Every time that meme was posted, we were confused by the over-rotation towards AI infra investments (vs app-layer investments) when history suggested it was still early.
The following is obviously a simplification, but the cycle with the web played out something like this:
Technical breakthroughs at the network/storage/compute layers that laid new technical foundations
Next, app developers built new, magical experiences on top of those foundations and pushed the boundaries of what’s possible. And as they did, it exposed unforeseen cracks in the foundation.
Another layer emerged in between to fill those gaps and optimize the developer experience, which helped those apps scale to greater heights.
When the cloud took off with Web 2.0, apps got more powerful — but also more complex to build, run, and secure. That created massive demand for a new generation of infrastructure companies.

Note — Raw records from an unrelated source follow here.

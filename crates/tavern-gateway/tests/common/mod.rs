//! Test doubles shared by the gateway integration tests.

#![allow(dead_code, clippy::unwrap_used, clippy::expect_used)]

use async_trait::async_trait;
use chrono::Duration;
use std::collections::{HashMap, HashSet, VecDeque};
use std::sync::atomic::{AtomicUsize, Ordering};
use std::sync::Arc;
use tavern_agent::{ConversationBackend, GenerationGateway, StreamEvent};
use tavern_core::{ChatTurn, DialogueEntry, Participant, TavernError, TavernResult};
use tavern_gateway::{
    DeliveryError, MemoryConnectionRegistry, OrchestratorConfig, PushEndpoint,
    SessionOrchestrator,
};
use tavern_session::{Admission, MemorySessionStore, Session, SessionStore};
use tokio::sync::{mpsc, Mutex, Notify};
use tokio::task::JoinHandle;

/// What the scripted backend observed.
#[derive(Default)]
pub struct BackendLog {
    pub opened: AtomicUsize,
    pub bio_runs: AtomicUsize,
    pub action_runs: AtomicUsize,
    pub closed: Mutex<Vec<String>>,
    pub appended: Mutex<Vec<(String, String)>>,
}

/// Generator double: bio runs answer with markdown blocks for the requested
/// participants, action runs stream a fixed reply word by word.
pub struct ScriptedBackend {
    pub log: Arc<BackendLog>,
    action_reply: Result<String, String>,
    bio_reply: Option<String>,
    started: Arc<Notify>,
    gate: Option<Arc<Notify>>,
    gates: std::sync::Mutex<VecDeque<Arc<Notify>>>,
}

impl ScriptedBackend {
    pub fn new(reply: &str) -> Self {
        Self {
            log: Arc::new(BackendLog::default()),
            action_reply: Ok(reply.to_string()),
            bio_reply: None,
            started: Arc::new(Notify::new()),
            gate: None,
            gates: std::sync::Mutex::new(VecDeque::new()),
        }
    }

    /// Action runs fail with `message`.
    pub fn failing(mut self, message: &str) -> Self {
        self.action_reply = Err(message.to_string());
        self
    }

    /// Bio runs answer with `text` instead of generated markdown.
    pub fn with_bio_reply(mut self, text: &str) -> Self {
        self.bio_reply = Some(text.to_string());
        self
    }

    /// Action runs signal `started`, then hold until `gate` is notified.
    pub fn gated(mut self, started: Arc<Notify>, gate: Arc<Notify>) -> Self {
        self.started = started;
        self.gate = Some(gate);
        self
    }

    /// Each action run signals `started`, then holds on its own gate, taken
    /// from `gates` in order.
    pub fn gated_in_turn(mut self, started: Arc<Notify>, gates: Vec<Arc<Notify>>) -> Self {
        self.started = started;
        self.gates = std::sync::Mutex::new(gates.into());
        self
    }
}

pub fn markdown_bios(participants: &[Participant]) -> String {
    participants
        .iter()
        .map(|p| {
            format!(
                "=====================\n# {name} - {role}\n{name} is a {role}.\n---------------------",
                name = p.name,
                role = p.role
            )
        })
        .collect::<Vec<_>>()
        .join("\n")
}

#[async_trait]
impl ConversationBackend for ScriptedBackend {
    async fn open_conversation(&self) -> TavernResult<String> {
        let n = self.log.opened.fetch_add(1, Ordering::SeqCst);
        Ok(format!("thread_{n}"))
    }

    async fn append_user_turn(&self, conversation: &str, content: &str) -> TavernResult<()> {
        self.log
            .appended
            .lock()
            .await
            .push((conversation.to_string(), content.to_string()));
        Ok(())
    }

    async fn run_stream(
        &self,
        conversation: &str,
        instructions: Option<&str>,
    ) -> TavernResult<(mpsc::Receiver<StreamEvent>, JoinHandle<TavernResult<String>>)> {
        let (tx, rx) = mpsc::channel(64);

        if instructions.is_some() {
            self.log.bio_runs.fetch_add(1, Ordering::SeqCst);
            let text = match &self.bio_reply {
                Some(text) => text.clone(),
                None => {
                    let appended = self.log.appended.lock().await;
                    let request = appended
                        .iter()
                        .rev()
                        .find(|(conv, _)| conv == conversation)
                        .map(|(_, content)| content.clone())
                        .unwrap_or_default();
                    let participants: Vec<Participant> =
                        serde_json::from_str(&request).unwrap_or_default();
                    markdown_bios(&participants)
                }
            };
            let handle = tokio::spawn(async move {
                let _ = tx.send(StreamEvent::TextDelta { text: text.clone() }).await;
                let _ = tx.send(StreamEvent::Done).await;
                Ok(text)
            });
            return Ok((rx, handle));
        }

        self.log.action_runs.fetch_add(1, Ordering::SeqCst);
        self.started.notify_one();
        let gate = self
            .gates
            .lock()
            .unwrap()
            .pop_front()
            .or_else(|| self.gate.clone());
        let reply = self.action_reply.clone();
        let handle = tokio::spawn(async move {
            if let Some(gate) = gate {
                gate.notified().await;
            }
            match reply {
                Ok(text) => {
                    for word in text.split_inclusive(' ') {
                        let _ = tx
                            .send(StreamEvent::TextDelta {
                                text: word.to_string(),
                            })
                            .await;
                    }
                    let _ = tx.send(StreamEvent::Done).await;
                    Ok(text)
                }
                Err(message) => {
                    let _ = tx
                        .send(StreamEvent::Error {
                            message: message.clone(),
                        })
                        .await;
                    Err(TavernError::Generation(message))
                }
            }
        });
        Ok((rx, handle))
    }

    async fn list_messages(&self, _conversation: &str) -> TavernResult<Vec<ChatTurn>> {
        Ok(Vec::new())
    }

    async fn close_conversation(&self, conversation: &str) -> TavernResult<()> {
        self.log.closed.lock().await.push(conversation.to_string());
        Ok(())
    }
}

/// Push endpoint that records deliveries; handles marked gone fail terminally.
#[derive(Default)]
pub struct RecordingPush {
    pub gone: Mutex<HashSet<String>>,
    pub delivered: Mutex<Vec<(String, String)>>,
}

impl RecordingPush {
    pub async fn mark_gone(&self, handle: &str) {
        self.gone.lock().await.insert(handle.to_string());
    }

    pub async fn messages_for(&self, handle: &str) -> Vec<String> {
        self.delivered
            .lock()
            .await
            .iter()
            .filter(|(h, _)| h == handle)
            .map(|(_, m)| m.clone())
            .collect()
    }
}

#[async_trait]
impl PushEndpoint for RecordingPush {
    async fn post_to_connection(&self, handle: &str, payload: &[u8]) -> Result<(), DeliveryError> {
        if self.gone.lock().await.contains(handle) {
            return Err(DeliveryError::Gone);
        }
        self.delivered.lock().await.push((
            handle.to_string(),
            String::from_utf8_lossy(payload).into_owned(),
        ));
        Ok(())
    }
}

pub struct Harness {
    pub orchestrator: Arc<SessionOrchestrator>,
    pub sessions: Arc<MemorySessionStore>,
    pub registry: Arc<MemoryConnectionRegistry>,
    pub push: Arc<RecordingPush>,
    pub log: Arc<BackendLog>,
}

pub fn harness(backend: ScriptedBackend) -> Harness {
    harness_with_config(backend, OrchestratorConfig::default())
}

pub fn harness_with_config(backend: ScriptedBackend, config: OrchestratorConfig) -> Harness {
    let log = backend.log.clone();
    let sessions = Arc::new(MemorySessionStore::new());
    let registry = Arc::new(MemoryConnectionRegistry::default());
    let push = Arc::new(RecordingPush::default());
    let generator = Arc::new(GenerationGateway::from_backend(Box::new(backend)));

    let store: Arc<dyn SessionStore> = sessions.clone();
    let orchestrator = Arc::new(SessionOrchestrator::new(
        store,
        registry.clone(),
        generator,
        push.clone(),
        config,
    ));

    Harness {
        orchestrator,
        sessions,
        registry,
        push,
        log,
    }
}

/// Session store whose backing storage is unreachable. Every call fails with
/// [`TavernError::Store`] carrying [`STORE_FAILURE`].
pub struct FailingSessionStore;

pub const STORE_FAILURE: &str = "connection refused by sessions-table.internal:8000";

fn store_down<T>() -> TavernResult<T> {
    Err(TavernError::Store(STORE_FAILURE.to_string()))
}

#[async_trait]
impl SessionStore for FailingSessionStore {
    async fn get(&self, _session_id: &str) -> TavernResult<Option<Session>> {
        store_down()
    }

    async fn create_if_absent(&self, _session: Session) -> TavernResult<(Session, bool)> {
        store_down()
    }

    async fn try_begin_processing(
        &self,
        _session_id: &str,
        _lease: Duration,
    ) -> TavernResult<Admission> {
        store_down()
    }

    async fn finish_processing(
        &self,
        _session_id: &str,
        _token: uuid::Uuid,
    ) -> TavernResult<bool> {
        store_down()
    }

    async fn update_roster(
        &self,
        _session_id: &str,
        _roster: &[Participant],
        _bios: &HashMap<String, String>,
    ) -> TavernResult<()> {
        store_down()
    }

    async fn append_transcript(
        &self,
        _session_id: &str,
        _dialogue: &[DialogueEntry],
        _turns: &[ChatTurn],
    ) -> TavernResult<()> {
        store_down()
    }

    async fn delete(&self, _session_id: &str) -> TavernResult<bool> {
        store_down()
    }

    async fn list(&self) -> TavernResult<Vec<String>> {
        store_down()
    }

    async fn sweep_expired(&self) -> TavernResult<usize> {
        store_down()
    }
}

/// Orchestrator over a [`FailingSessionStore`].
pub fn failing_store_orchestrator(backend: ScriptedBackend) -> Arc<SessionOrchestrator> {
    Arc::new(SessionOrchestrator::new(
        Arc::new(FailingSessionStore),
        Arc::new(MemoryConnectionRegistry::default()),
        Arc::new(GenerationGateway::from_backend(Box::new(backend))),
        Arc::new(RecordingPush::default()),
        OrchestratorConfig::default(),
    ))
}

pub fn seth_and_hank() -> Vec<Participant> {
    vec![
        Participant::new("Seth", "Wizard"),
        Participant::new("Hank", "Warrior"),
    ]
}

pub fn participants_only(users: Vec<Participant>) -> tavern_core::Action {
    tavern_core::Action {
        users: Some(users),
        ..Default::default()
    }
}

pub fn speech(user: &str, msg: &str) -> tavern_core::Action {
    tavern_core::Action {
        user: Some(user.to_string()),
        msg: Some(msg.to_string()),
        ..Default::default()
    }
}
use axum::http::{header, HeaderName, Method};
use tower_http::cors::{Any, CorsLayer};

pub const ALLOWED_METHODS: [Method; 4] =
    [Method::DELETE, Method::GET, Method::OPTIONS, Method::POST];
pub const ALLOWED_HEADERS: [HeaderName; 7] = [
    header::CONTENT_TYPE,
    HeaderName::from_static("x-amz-date"),
    header::AUTHORIZATION,
    HeaderName::from_static("x-api-key"),
    HeaderName::from_static("x-amz-security-token"),
    header::ACCESS_CONTROL_ALLOW_HEADERS,
    header::ACCESS_CONTROL_ALLOW_ORIGIN,
];

/// CORS for browser clients: any origin, answers preflight requests itself.
pub fn cors_layer() -> CorsLayer {
    CorsLayer::new()
        .allow_origin(Any)
        .allow_methods(ALLOWED_METHODS)
        .allow_headers(ALLOWED_HEADERS)
}

#[cfg(test)]
#[allow(clippy::unwrap_used, clippy::expect_used)]
mod tests {
    use super::*;
    use axum::{body::Body, http::Request, routing::get, Router};
    use tower::ServiceExt;

    #[tokio::test]
    async fn test_preflight_lists_allowed_headers() {
        let app = Router::new()
            .route("/", get(|| async { "ok" }))
            .layer(cors_layer());
        let resp = app
            .oneshot(
                Request::builder()
                    .method(Method::OPTIONS)
                    .uri("/")
                    .header(header::ORIGIN, "http://table.example")
                    .header(header::ACCESS_CONTROL_REQUEST_METHOD, "POST")
                    .body(Body::empty())
                    .unwrap(),
            )
            .await
            .unwrap();

        let allowed = resp.headers()[header::ACCESS_CONTROL_ALLOW_HEADERS]
            .to_str()
            .unwrap()
            .to_ascii_lowercase();
        assert!(allowed.contains("x-api-key"));
        assert!(allowed.contains("content-type"));
        assert_eq!(resp.headers()[header::ACCESS_CONTROL_ALLOW_ORIGIN], "*");
    }
}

IVP backed several of them, like Crowdstrike, Datadog, Rubrik, Hashi, AppDynamics, and PureStorage. Today, these companies are worth more than $200B today (realized market cap, not private valuations). And by backing them, we learned a few things:
The most significant outcomes often come from problems no one notices — until something breaks.
Shifts in building and delivering software always create room for new platform winners.
When adoption starts, the best tools scale faster than any company before, and become embedded everywhere.
Right now, that cycle has begun for Web 4.0. The only difference is that it’s happening much faster than ever.
We’re already starting to see some magical applications built on those foundations, like Perplexity, Abridge, Glean, DeepL, Cradle, and Laurel. It used to take these kinds of companies three or four years to really scale. With AI, we’re seeing this happen in six months. And just like in the past, these apps expose problems that will be solved by the emerging generation of infra companies.1
So what’s broken today, and what new products do we need to fix it? This list constantly changes, but we’re focused on six key areas for now:
Fast, scalable model deployment
AI models are powerful, but getting them into real-world products is still surprisingly hard.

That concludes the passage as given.